> [EXERCISE]
Take each line of the entries below that contains "crate" and copy it.

> [THE RECORDS]
»»
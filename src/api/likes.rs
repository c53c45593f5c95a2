use actix_web::{web, HttpResponse};

use crate::api::extract::ParentUnlocked;
use crate::api::shared::ResponseType;
use crate::error::AppError;
use crate::services::dashboard;
use crate::store::Store;

pub fn configure(cfg: &mut web::ServiceConfig) {
    cfg.service(web::scope("/likes").route("/recent", web::get().to(recent_likes)));
}

pub async fn recent_likes(
    _unlocked: ParentUnlocked,
    store: web::Data<dyn Store>,
) -> Result<HttpResponse, AppError> {
    let videos = dashboard::recent_likes(store.get_ref()).await?;
    Ok(HttpResponse::Ok().json(ResponseType::ok(videos)))
}
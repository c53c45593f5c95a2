use serde::Serialize;

use crate::services::Notice;

#[derive(Debug, Serialize)]
pub struct APIError {
    pub cause: String,
    pub message: String,
}

#[derive(Debug, Serialize)]
pub struct ResponseType<T = String> {
    pub data: Option<T>,
    pub error: Option<APIError>,
    #[serde(skip_serializing_if = "Option::is_none")]
    pub notice: Option<Notice>,
}

impl<T> ResponseType<T> {
    pub fn ok(data: T) -> Self {
        Self {
            data: Some(data),
            error: None,
            notice: None,
        }
    }

    pub fn with_notice(data: T, notice: Option<Notice>) -> Self {
        Self {
            data: Some(data),
            error: None,
            notice,
        }
    }
}
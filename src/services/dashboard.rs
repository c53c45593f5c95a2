//! Parent dashboard and playlist manager operations. Every mutation is
//! followed by a fresh query so the caller always renders what the store
//! holds.

use serde::Serialize;
use uuid::Uuid;

use crate::db::models::{NewPlaylist, NewVideo, Playlist, VideoWithMeta};
use crate::error::{AppError, StoreResultExt};
use crate::services::youtube::extract_youtube_id;
use crate::services::Notice;
use crate::store::{Store, RECENT_LIKES_LIMIT};

/// A signed-in parent. Issuing and checking credentials belongs to the
/// hosted backend; here the id is taken as given.
#[derive(Debug, Clone, Copy, PartialEq, Eq)]
pub struct Session {
    pub parent_id: Uuid,
}

/// Result of a successful mutation together with the alert to show.
#[derive(Debug, Serialize)]
pub struct Outcome<T> {
    pub data: T,
    pub notice: Notice,
}

pub async fn list_playlists<S: Store + ?Sized>(store: &S) -> Result<Vec<Playlist>, AppError> {
    store.list_playlists().await.alert("Error fetching playlists")
}

pub async fn create_playlist<S: Store + ?Sized>(
    store: &S,
    session: Option<&Session>,
    title: &str,
    description: Option<String>,
) -> Result<Outcome<Vec<Playlist>>, AppError> {
    let title = title.trim();
    if title.is_empty() {
        return Err(AppError::validation(
            "Error creating playlist",
            "Give the playlist a name.",
        ));
    }

    let Some(session) = session else {
        log::warn!("Refusing to create playlist without a session");
        return Err(AppError::Unauthenticated {
            title: "Authentication Required",
            message: "Please sign in to create playlists.".into(),
        });
    };

    let playlist = store
        .insert_playlist(NewPlaylist {
            title: title.to_string(),
            description: description.filter(|d| !d.trim().is_empty()),
            parent_id: session.parent_id,
        })
        .await
        .alert("Error creating playlist")?;
    log::info!(
        "Parent {} created playlist {} ({})",
        session.parent_id,
        playlist.id,
        playlist.title
    );

    Ok(Outcome {
        data: list_playlists(store).await?,
        notice: Notice::new("Success", "Playlist created!"),
    })
}

pub async fn list_videos<S: Store + ?Sized>(
    store: &S,
    playlist_id: Uuid,
) -> Result<Vec<VideoWithMeta>, AppError> {
    store
        .get_playlist(playlist_id)
        .await
        .alert("Error fetching videos")?
        .ok_or_else(|| AppError::NotFound(format!("Playlist {} does not exist", playlist_id)))?;
    fetch_videos(store, playlist_id).await
}

async fn fetch_videos<S: Store + ?Sized>(
    store: &S,
    playlist_id: Uuid,
) -> Result<Vec<VideoWithMeta>, AppError> {
    let videos = store
        .list_videos(playlist_id)
        .await
        .alert("Error fetching videos")?;
    Ok(videos
        .into_iter()
        .enumerate()
        .map(|(position, video)| video.with_meta(position))
        .collect())
}

/// Adds the video behind a pasted YouTube link to the playlist.
pub async fn add_video<S: Store + ?Sized>(
    store: &S,
    playlist_id: Uuid,
    url: &str,
) -> Result<Outcome<Vec<VideoWithMeta>>, AppError> {
    let Some(youtube_id) = extract_youtube_id(url.trim()) else {
        log::warn!("Rejected video URL {:?}", url);
        return Err(AppError::validation("Error", "Invalid YouTube URL"));
    };

    store
        .get_playlist(playlist_id)
        .await
        .alert("Error adding video")?
        .ok_or_else(|| AppError::NotFound(format!("Playlist {} does not exist", playlist_id)))?;

    let video = store
        .insert_video(NewVideo {
            playlist_id: Some(playlist_id),
            title: Some(format!("Video {}", youtube_id)),
            youtube_id,
        })
        .await
        .alert("Error adding video")?;
    log::info!("Added video {} to playlist {}", video.youtube_id, playlist_id);

    Ok(Outcome {
        data: fetch_videos(store, playlist_id).await?,
        notice: Notice::new("Success", "Video added to playlist!"),
    })
}

/// Deletes a video immediately and returns what is left of its playlist.
pub async fn delete_video<S: Store + ?Sized>(
    store: &S,
    video_id: Uuid,
) -> Result<Vec<VideoWithMeta>, AppError> {
    let video = store
        .get_video(video_id)
        .await
        .alert("Error removing video")?
        .ok_or_else(|| AppError::NotFound(format!("Video {} does not exist", video_id)))?;

    let removed = store
        .delete_video(video_id)
        .await
        .alert("Error removing video")?;
    log::info!("Removed {} row(s) for video {}", removed, video_id);

    match video.playlist_id {
        Some(playlist_id) => fetch_videos(store, playlist_id).await,
        None => Ok(Vec::new()),
    }
}

/// The ten most recently liked videos.
pub async fn recent_likes<S: Store + ?Sized>(store: &S) -> Result<Vec<VideoWithMeta>, AppError> {
    let videos = store
        .recent_liked_videos(RECENT_LIKES_LIMIT)
        .await
        .alert("Error fetching likes")?;
    Ok(videos
        .into_iter()
        .enumerate()
        .map(|(position, video)| video.with_meta(position))
        .collect())
}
««
> [COMPLETED EXERCISE]
use crate::api::extract::ParentUnlocked;
use crate::api::shared::ResponseType;
use crate::error::AppError;
use crate::services::dashboard;
use crate::store::Store;
use crate::services::Notice;
use crate::db::models::{NewPlaylist, NewVideo, Playlist, VideoWithMeta};
use crate::error::{AppError, StoreResultExt};
use crate::services::youtube::extract_youtube_id;
use crate::services::Notice;
use crate::store::{Store, RECENT_LIKES_LIMIT};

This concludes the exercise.